In my last post, I made the case that the phrase, “People don’t change,” has a lot of truth to it. Upon reflection as well as seeing the finale of House (I will not spoil it), I have modified my view.


“People don’t change” and “people can change” are both true.


Unlike most of the natural world where growth typically unfolds according to a set plan and timetable, people have the capacity to change, in particular in a short amount of time. This kind of change is usually the result of an event that shakes you by rocking your world in some way.
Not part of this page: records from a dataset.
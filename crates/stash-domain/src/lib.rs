//! Business-facing storage adapters. Each adapter owns a fixed catalogue of
//! named records, each pinned to one tier and TTL, and is the only code that
//! touches those keys.

pub mod auth;
pub mod cart;
pub mod catalogue;
pub mod models;

pub use auth::AuthStorage;
pub use cart::CartStorage;

use async_trait::async_trait;

/// An adapter that can drop every record it owns in one call.
#[async_trait]
pub trait OwnedRecords: Send + Sync {
    /// Short name for logs and CLI output (e.g., "cart", "auth").
    fn name(&self) -> &'static str;

    /// Remove every owned record across both tiers; already-absent records are fine.
    async fn clear_all(&self) -> anyhow::Result<()>;
}
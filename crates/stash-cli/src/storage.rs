use std::path::PathBuf;

use crate::config::Config;
use color_eyre::Result;
use dirs::data_dir;
use stash_core::storage::InMemoryKeyValue;
use stash_storage::{
    file_kv::JsonFileKeyValue, file_table::FileRecordTable, key_manager::DEFAULT_KDF_ITERATIONS,
    SecureStorage, SessionKeyManager,
};
use tracing::debug;

const RECORDS_DIR: &str = "records";
const LEGACY_FILE: &str = "legacy.json";

/// Resolve the default data directory for stash.
pub fn default_data_dir() -> Result<PathBuf> {
    let base = data_dir().ok_or_else(|| color_eyre::eyre::eyre!("no data dir available"))?;
    Ok(base.join("stash"))
}

pub fn data_dir_from_config(config: &Config) -> Result<PathBuf> {
    match &config.data_dir {
        Some(root) => Ok(root.clone()),
        None => default_data_dir(),
    }
}

pub fn legacy_path_from_config(config: &Config) -> Result<PathBuf> {
    match &config.legacy_store {
        Some(path) => Ok(path.clone()),
        None => Ok(data_dir_from_config(config)?.join(LEGACY_FILE)),
    }
}

/// Open the legacy plaintext store on its own.
pub fn legacy_store(config: &Config) -> Result<JsonFileKeyValue> {
    Ok(JsonFileKeyValue::new(legacy_path_from_config(config)?))
}

/// Build the facade from config: file-backed durable tier, process-scoped
/// session tier, file-backed legacy store.
pub fn storage_from_config(config: &Config) -> Result<SecureStorage> {
    let root = data_dir_from_config(config)?;
    let legacy = legacy_path_from_config(config)?;
    let iterations = config.kdf_iterations.unwrap_or(DEFAULT_KDF_ITERATIONS);
    debug!(?root, ?legacy, iterations, "initializing secure storage");
    Ok(storage_at(root, legacy, iterations))
}

fn storage_at(root: PathBuf, legacy: PathBuf, iterations: u32) -> SecureStorage {
    SecureStorage::builder()
        .session_backend(InMemoryKeyValue::new())
        .record_table(FileRecordTable::new(root.join(RECORDS_DIR)))
        .legacy_store(JsonFileKeyValue::new(legacy))
        .key_provider(SessionKeyManager::with_iterations(iterations))
        .build()
}

/// Helper for tests to construct storage rooted at a temp dir with a cheap KDF.
#[cfg(test)]
pub fn test_storage(root: impl Into<PathBuf>) -> SecureStorage {
    let root = root.into();
    let legacy = root.join(LEGACY_FILE);
    storage_at(root, legacy, 10)
}

#[cfg(test)]
mod tests {
    use super::*;

    #[test]
    fn legacy_path_defaults_under_data_dir() {
        let config = Config {
            data_dir: Some(PathBuf::from("/tmp/stash-data")),
            ..Config::default()
        };
        assert_eq!(
            legacy_path_from_config(&config).expect("path"),
            PathBuf::from("/tmp/stash-data/legacy.json")
        );
    }

    #[test]
    fn configured_storage_is_secure() {
        let dir = tempfile::tempdir().expect("tempdir");
        let config = Config {
            data_dir: Some(dir.path().to_path_buf()),
            kdf_iterations: Some(10),
            ..Config::default()
        };
        let storage = storage_from_config(&config).expect("storage");
        assert!(storage.is_secure_storage_available());
    }
}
An archetypal template for this kind of change is the Biblical story of Jacob wrestling with an angel (Genesis 32:24-28).


Jacob is about to meet his brother Esau and is afraid Esau will kill him for “stealing” his birthright. In this crisis moment, he meets a stranger (really an angel) and spends the entire night wrestling with him. As dawn is breaking, the angel begs Jacob to release him. He won’t. The angel dislocates his hip joint and Jacob still would not give up the fight. Jacob said he will only do it if he is blessed by the angel. The angel agrees and declares Jacob is now named Israel.


When faced with what he believed to be a life-threatening situation, Jacob decided to fight. He was changed and was never the same physically, mentally, and spiritually. The change in name symbolizes the magnitude of the change in his life.


Even if we do have a blueprint built into us that speaks of the potential we can strive for, the road to reaching it is filled with twists and turns as well as pivot points that can change the direction we are going in, our self-perception, and who we believe we can be.


It is true that an apple tree can only grow into an apple tree; no matter how much it might want to be an orange tree, it is not going to happen. The apple seed is programmed to only become an apple tree. But as we navigate life and are faced with choices big and small, we have the gift of free will to choose how we want to be and what kind of life we want to create. The blueprint we are born with can be a trusted guide to help us make wise choices. Unlike an apple tree, there are infinite ways our lives can turn out.


The families we are born into and the life events we experience are the soil we are planted into. But we are not limited to play out a story that has been handed to us via family, teachers, friends, or society, as well as any story we create for ourselves. Depending on what we nurture, we can change our life story.


The blueprint is set. But whether or not we grow into sour, shriveled apples or magnificent juicy ones is to a great degree in our hands.